Since the election, tough talking has been replaced with softer language.


By Annabelle Dickson
Politico EU
August 1, 2017

A threat only works if the person on the receiving end believes you have the ability and the desire to carry it out.

Chancellor Philip Hammond appears to have concluded that the Brussels audience for his own threat — delivered back in January to Germany’s Welt am Sonntag newspaper — now believes that the United Kingdom has neither.

In the heady days of a comfortable (if not generous) House of Commons Tory majority and an opposition in disarray, Hammond said that if the EU gave the U.K. a bad Brexit deal, “we could be forced to change our economic model and we will have to change our model to regain competitiveness.” It evoked images of a Singapore-style low regulation, low-tax economy on Europe’s doorstep.

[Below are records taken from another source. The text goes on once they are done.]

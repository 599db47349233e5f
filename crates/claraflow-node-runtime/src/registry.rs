use std::collections::HashMap;
use std::sync::{Arc, OnceLock, PoisonError, RwLock};

use claraflow_config::CustomNodeDef;
use tracing::{debug, info, warn};

use crate::builtin;
use crate::error::CompilationError;
use crate::executor::{CustomNodeCompiler, NodeExecutor};

type Compiled = Result<Arc<dyn NodeExecutor>, CompilationError>;

/// A custom node definition and its compiled executor, built on first use.
struct LazyCustomNode {
  definition: CustomNodeDef,
  compiled: OnceLock<Compiled>,
}

impl LazyCustomNode {
  fn new(definition: CustomNodeDef) -> Self {
    Self {
      definition,
      compiled: OnceLock::new(),
    }
  }

  fn get_or_compile(&self, compiler: &dyn CustomNodeCompiler) -> Compiled {
    self
      .compiled
      .get_or_init(|| {
        debug!(node_type = %self.definition.node_type, "custom_node_compiling");
        let compiled = compiler.compile(&self.definition);
        if let Err(e) = &compiled {
          warn!(node_type = %self.definition.node_type, error = %e, "custom_node_compile_failed");
        }
        compiled
      })
      .clone()
  }
}

#[derive(Clone)]
enum Entry {
  Executor(Arc<dyn NodeExecutor>),
  Custom(Arc<LazyCustomNode>),
}

/// Node type to executor mapping for one engine instance.
///
/// Reads take a shared lock and may run concurrently with other runs.
/// Custom node compilation happens outside the lock.
pub struct NodeRegistry {
  entries: RwLock<HashMap<String, Entry>>,
  compiler: Arc<dyn CustomNodeCompiler>,
}

impl NodeRegistry {
  /// Registry pre-populated with the built-in nodes.
  pub fn new(compiler: Arc<dyn CustomNodeCompiler>) -> Self {
    let registry = Self::empty(compiler);
    for (node_type, executor) in builtin::builtin_executors() {
      registry.register_executor(node_type, executor);
    }
    registry
  }

  /// Registry with no node types at all.
  pub fn empty(compiler: Arc<dyn CustomNodeCompiler>) -> Self {
    Self {
      entries: RwLock::new(HashMap::new()),
      compiler,
    }
  }

  /// Register a custom node definition, replacing any executor of that type.
  ///
  /// Compilation is deferred until a node of this type is first executed.
  pub fn register(&self, definition: CustomNodeDef) {
    let node_type = definition.node_type.clone();
    let replaced = self
      .entries
      .write()
      .unwrap_or_else(PoisonError::into_inner)
      .insert(
        node_type.clone(),
        Entry::Custom(Arc::new(LazyCustomNode::new(definition))),
      )
      .is_some();
    info!(node_type = %node_type, replaced, "custom_node_registered");
  }

  /// Register a native executor, e.g. a model-calling node.
  pub fn register_executor(&self, node_type: impl Into<String>, executor: Arc<dyn NodeExecutor>) {
    self
      .entries
      .write()
      .unwrap_or_else(PoisonError::into_inner)
      .insert(node_type.into(), Entry::Executor(executor));
  }

  pub fn unregister(&self, node_type: &str) -> bool {
    self
      .entries
      .write()
      .unwrap_or_else(PoisonError::into_inner)
      .remove(node_type)
      .is_some()
  }

  pub fn has(&self, node_type: &str) -> bool {
    self
      .entries
      .read()
      .unwrap_or_else(PoisonError::into_inner)
      .contains_key(node_type)
  }

  /// Executor for a node type, compiling a custom definition on first use.
  ///
  /// `Ok(None)` means the type is unknown.
  pub fn resolve(&self, node_type: &str) -> Result<Option<Arc<dyn NodeExecutor>>, CompilationError> {
    let entry = self
      .entries
      .read()
      .unwrap_or_else(PoisonError::into_inner)
      .get(node_type)
      .cloned();
    match entry {
      None => Ok(None),
      Some(Entry::Executor(executor)) => Ok(Some(executor)),
      Some(Entry::Custom(lazy)) => lazy.get_or_compile(self.compiler.as_ref()).map(Some),
    }
  }

  /// Registered custom definition for a type, if the type is a custom node.
  pub fn definition(&self, node_type: &str) -> Option<CustomNodeDef> {
    match self
      .entries
      .read()
      .unwrap_or_else(PoisonError::into_inner)
      .get(node_type)
    {
      Some(Entry::Custom(lazy)) => Some(lazy.definition.clone()),
      _ => None,
    }
  }

  /// All registered node types, sorted.
  pub fn node_types(&self) -> Vec<String> {
    let mut types: Vec<String> = self
      .entries
      .read()
      .unwrap_or_else(PoisonError::into_inner)
      .keys()
      .cloned()
      .collect();
    types.sort();
    types
  }

  /// View used by a single run: `definitions` shadow registered types for
  /// that run only and are compiled at most once per run.
  pub fn overlay(&self, definitions: &[CustomNodeDef]) -> RunRegistry<'_> {
    let transient = definitions
      .iter()
      .map(|d| (d.node_type.clone(), LazyCustomNode::new(d.clone())))
      .collect();
    RunRegistry {
      base: self,
      transient,
    }
  }
}

/// A [`NodeRegistry`] with per-run inline definitions layered on top.
pub struct RunRegistry<'a> {
  base: &'a NodeRegistry,
  transient: HashMap<String, LazyCustomNode>,
}

impl RunRegistry<'_> {
  pub fn has(&self, node_type: &str) -> bool {
    self.transient.contains_key(node_type) || self.base.has(node_type)
  }

  pub fn resolve(&self, node_type: &str) -> Result<Option<Arc<dyn NodeExecutor>>, CompilationError> {
    match self.transient.get(node_type) {
      Some(lazy) => lazy.get_or_compile(self.base.compiler.as_ref()).map(Some),
      None => self.base.resolve(node_type),
    }
  }
}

What a difference a few months and a disastrous election campaign have made.

The tough talking has been replaced with a far more emollient tone. “I often hear it said that the U.K. is considering participating in unfair competition in regulation and tax,” he told Le Monde, innocently. “That is neither our plan nor our vision for the future.”

“I would expect us to remain a country with a social, economic and cultural model that is recognizably European,” he added.

The shift was not due to condemnation from Brussels (European Parliament Brexit coordinator Guy Verhofstadt called it a “counterproductive negotiating tactic”) but the altered political reality at home.

The dream of some Tory Brexiteers of a second Thatcherite big bang to sweep away Brussels-style red tape was quashed by the 40 percent who voted for Labour’s Jeremy Corbyn on June 8.

And the Grenfell Tower disaster, in which more than 80 people died in a social housing tower block fire (the final death toll may not be known for months), has changed the political mood further. Any appetite for the tearing up of red tape dissipated in the wake of the disaster, which appears to have been caused by a catastrophic regulatory failure.

The opposition has also landed some punches on Hammond’s Singapore vision. Labour’s position on the EU single market and customs union may be even more confused than that of the government, but Corbyn’s oft repeated claim that the Tory Brexit deal threatens to create a “bargain basement economy” gained traction in the election campaign and spooked his opponents.

With public frustration for austerity rising, even Tories are no longer in lock-step behind continuing with government spending cuts.

Remember the calls from around the Cabinet table for public sector workers to receive a pay rise just weeks ago?

Hammond is the man who has to balance the books. When those demands started to be made, Hammond knew a Singapore Britain was off the table.